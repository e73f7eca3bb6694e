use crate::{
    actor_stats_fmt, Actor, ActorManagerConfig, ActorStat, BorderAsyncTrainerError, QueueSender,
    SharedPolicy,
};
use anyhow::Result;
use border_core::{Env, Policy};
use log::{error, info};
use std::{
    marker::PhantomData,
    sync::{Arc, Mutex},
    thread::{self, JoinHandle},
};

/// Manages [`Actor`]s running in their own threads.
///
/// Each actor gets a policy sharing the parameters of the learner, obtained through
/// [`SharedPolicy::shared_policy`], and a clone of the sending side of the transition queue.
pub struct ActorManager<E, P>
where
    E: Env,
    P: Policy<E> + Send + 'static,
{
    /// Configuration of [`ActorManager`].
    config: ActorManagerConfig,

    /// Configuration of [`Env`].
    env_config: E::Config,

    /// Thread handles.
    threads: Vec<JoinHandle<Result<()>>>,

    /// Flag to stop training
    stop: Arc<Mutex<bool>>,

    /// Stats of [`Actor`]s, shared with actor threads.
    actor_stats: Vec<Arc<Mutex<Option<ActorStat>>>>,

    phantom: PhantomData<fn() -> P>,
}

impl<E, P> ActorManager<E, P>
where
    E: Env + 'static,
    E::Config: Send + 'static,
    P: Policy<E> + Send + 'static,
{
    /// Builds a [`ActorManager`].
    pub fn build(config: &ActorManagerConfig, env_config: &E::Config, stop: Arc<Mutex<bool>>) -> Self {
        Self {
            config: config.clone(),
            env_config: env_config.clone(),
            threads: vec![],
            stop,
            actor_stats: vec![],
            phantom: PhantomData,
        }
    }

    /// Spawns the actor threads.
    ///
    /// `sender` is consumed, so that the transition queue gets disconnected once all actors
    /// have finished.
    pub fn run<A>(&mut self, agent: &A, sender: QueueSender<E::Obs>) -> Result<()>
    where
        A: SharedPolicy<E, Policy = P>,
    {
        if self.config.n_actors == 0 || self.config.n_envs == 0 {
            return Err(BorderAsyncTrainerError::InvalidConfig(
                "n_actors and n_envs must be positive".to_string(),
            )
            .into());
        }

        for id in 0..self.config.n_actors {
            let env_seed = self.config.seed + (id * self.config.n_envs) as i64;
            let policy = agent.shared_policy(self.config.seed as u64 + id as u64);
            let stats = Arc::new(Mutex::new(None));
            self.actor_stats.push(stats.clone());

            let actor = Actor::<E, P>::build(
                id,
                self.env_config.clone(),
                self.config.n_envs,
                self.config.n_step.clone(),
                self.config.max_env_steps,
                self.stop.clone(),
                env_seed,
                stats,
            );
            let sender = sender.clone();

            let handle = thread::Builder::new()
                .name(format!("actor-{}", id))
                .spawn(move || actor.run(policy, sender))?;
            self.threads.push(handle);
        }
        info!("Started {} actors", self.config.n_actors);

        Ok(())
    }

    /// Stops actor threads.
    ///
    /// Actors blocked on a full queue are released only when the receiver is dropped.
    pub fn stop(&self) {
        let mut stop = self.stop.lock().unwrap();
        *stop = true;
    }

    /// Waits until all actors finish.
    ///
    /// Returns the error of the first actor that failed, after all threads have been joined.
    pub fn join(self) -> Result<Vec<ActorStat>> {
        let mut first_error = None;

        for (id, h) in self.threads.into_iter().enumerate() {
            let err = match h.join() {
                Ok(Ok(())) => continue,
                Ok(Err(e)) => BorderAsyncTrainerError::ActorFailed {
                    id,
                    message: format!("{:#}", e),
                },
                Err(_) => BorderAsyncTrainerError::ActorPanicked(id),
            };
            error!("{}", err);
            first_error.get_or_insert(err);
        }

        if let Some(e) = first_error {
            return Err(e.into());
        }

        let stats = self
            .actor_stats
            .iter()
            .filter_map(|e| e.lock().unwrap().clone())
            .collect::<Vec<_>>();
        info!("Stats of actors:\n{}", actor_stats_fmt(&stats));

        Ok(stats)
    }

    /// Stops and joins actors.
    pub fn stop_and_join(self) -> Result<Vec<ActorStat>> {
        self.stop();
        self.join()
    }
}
---
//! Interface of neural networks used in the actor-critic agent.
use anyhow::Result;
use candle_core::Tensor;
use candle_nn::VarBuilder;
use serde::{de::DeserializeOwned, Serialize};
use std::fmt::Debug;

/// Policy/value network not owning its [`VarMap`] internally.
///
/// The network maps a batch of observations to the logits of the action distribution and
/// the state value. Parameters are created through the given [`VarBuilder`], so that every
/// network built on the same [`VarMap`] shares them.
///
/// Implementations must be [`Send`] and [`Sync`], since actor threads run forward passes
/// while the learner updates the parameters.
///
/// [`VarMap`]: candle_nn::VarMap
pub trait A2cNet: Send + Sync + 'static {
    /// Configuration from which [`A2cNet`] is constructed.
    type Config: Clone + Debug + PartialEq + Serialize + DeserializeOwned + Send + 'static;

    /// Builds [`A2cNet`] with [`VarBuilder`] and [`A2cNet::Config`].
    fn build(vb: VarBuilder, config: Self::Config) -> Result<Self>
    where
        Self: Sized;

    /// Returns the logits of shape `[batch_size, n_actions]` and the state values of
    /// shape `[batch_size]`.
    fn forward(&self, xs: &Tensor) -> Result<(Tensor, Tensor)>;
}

WHAT YOU NEED TO DO. Look through the entries above and quote exactly the lines from the line with "all actors finish." to the line with "for (id, h)", counting both of those lines.

WRITTEN RESPONSE.
    /// Waits until all actors finish.
    ///
    /// Returns the error of the first actor that failed, after all threads have been joined.
    pub fn join(self) -> Result<Vec<ActorStat>> {
        let mut first_error = None;

        for (id, h) in self.threads.into_iter().enumerate() {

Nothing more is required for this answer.